There are already 20 inmates being detained at the facility, including businessman Anggodo Widjojo, former Health Minister Achmad Sujudi and former National Mandate Party (PAN) legislator Abdul Hadi Djamal. Anggodo is awaiting trial on charges of obstruction of justice and attempted bribery, while Achmad and Abdul Hadi have been sentenced to 27 months and four and a half years respectively.
Justice Minister Patrialis Akbar said the wing would eventually only house graft convicts who had exhausted their chances for an appeal. “We’ll conduct a trial run first, and once the facility is fully operational, we’ll begin transferring corruption convicts there.”
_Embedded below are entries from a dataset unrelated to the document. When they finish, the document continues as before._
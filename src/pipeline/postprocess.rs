//! Post-processing: deterministic cleanup of LLM-written task output.
//!
//! Even when told to answer in plain text, models regularly wrap the answer
//! in code fences, use CRLF line endings, or pad it with blank lines and
//! zero-width characters. These rules fix such quirks without touching the
//! wording. Each rule is a pure `&str → String` function.
//!
//! Rules (applied in order):
//! 1. Strip outer code fences
//! 2. Normalise line endings (CRLF → LF)
//! 3. Trim trailing whitespace per line
//! 4. Collapse 3+ consecutive blank lines down to one
//! 5. Strip invisible Unicode (zero-width spaces, BOM, soft hyphens)
//! 6. Trim leading and trailing blank space from the whole text

use once_cell::sync::Lazy;
use regex::Regex;

/// Apply all cleanup rules to raw task output.
pub fn clean_text(input: &str) -> String {
    let s = strip_outer_fences(input);
    let s = normalise_line_endings(&s);
    let s = trim_trailing_whitespace(&s);
    let s = collapse_blank_lines(&s);
    let s = remove_invisible_chars(&s);
    s.trim().to_string()
}

// ── Rule 1: Strip outer code fences ──────────────────────────────────────────

static RE_OUTER_FENCES: Lazy<Regex> = Lazy::new(|| {
    Regex::new(r"(?s)^```(?:markdown|md|text|plaintext)?[ \t]*\r?\n(.*?)\r?\n```\s*$")
        .expect("static regex")
});

fn strip_outer_fences(input: &str) -> String {
    match RE_OUTER_FENCES.captures(input.trim()) {
        Some(caps) => caps[1].to_string(),
        None => input.to_string(),
    }
}

// ── Rule 2: Normalise line endings ───────────────────────────────────────────

fn normalise_line_endings(input: &str) -> String {
    input.replace("\r\n", "\n").replace('\r', "\n")
}

// ── Rule 3: Trim trailing whitespace per line ────────────────────────────────

fn trim_trailing_whitespace(input: &str) -> String {
    input
        .lines()
        .map(str::trim_end)
        .collect::<Vec<_>>()
        .join("\n")
}

// ── Rule 4: Collapse excessive blank lines ───────────────────────────────────

static RE_BLANK_LINES: Lazy<Regex> = Lazy::new(|| Regex::new(r"\n{3,}").expect("static regex"));

fn collapse_blank_lines(input: &str) -> String {
    RE_BLANK_LINES.replace_all(input, "\n\n").to_string()
}

// ── Rule 5: Remove invisible Unicode characters ─────────────────────────────

fn remove_invisible_chars(input: &str) -> String {
    input.replace(
        ['\u{200B}', '\u{FEFF}', '\u{00AD}', '\u{200C}', '\u{200D}', '\u{2060}'],
        "",
    )
}

#[cfg(test)]
mod tests {
    use super::*;

    #[test]
    fn strips_fences() {
        assert_eq!(clean_text("```\nHello\n```"), "Hello");
        assert_eq!(clean_text("```markdown\n# Title\nBody\n```\n"), "# Title\nBody");
    }

    #[test]
    fn keeps_inner_fences() {
        let s = "Intro\n```\ncode\n```\nOutro";
        assert_eq!(clean_text(s), s);
    }

    #[test]
    fn normalises_whitespace() {
        let raw = "Line one   \r\n\r\n\r\n\r\nLine two\t\r\n";
        assert_eq!(clean_text(raw), "Line one\n\nLine two");
    }

    #[test]
    fn removes_invisible_chars() {
        assert_eq!(clean_text("\u{FEFF}Glu\u{200B}cose"), "Glucose");
    }

    #[test]
    fn empty_stays_empty() {
        assert_eq!(clean_text("   \n\n"), "");
    }
}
Among those due for transfer is former Bank Indonesia Deputy Governor Aulia Pohan. Aulia, serving two years for embezzlement, is the father-in-law of President Susilo Bambang Yudhoyono’s eldest son.
The country’s penal system was the subject of intense criticism after revelations that several high-profile inmates at Pondok Bambu Women’s Penitentiary, such as Artalyta Suryani, a businesswoman convicted of bribery in 2008, were enjoying special treatment and lavish facilities, including air-conditioners and LCD televisions.
Indonesia Corruption Watch researcher Febri Diansyah applauded the new facility, saying it would allow the Corruption Eradication Commission (KPK) to monitor graft convicts and detainees, who are currently spread across 12 facilities in Jakarta and West Java.
“The penal system will finally serve as a deterrent against corruption,” he said. “Otherwise the same special privileges enjoyed by graft convicts are bound to pop up again.”
Teten Masduki, secretary general of Transparency InterÂnational Indonesia, said the government should also consider raising the Rp 1 billion ($111,000) cap on fines for graft-related offences, as “prison isn’t a scary concept for people with money.”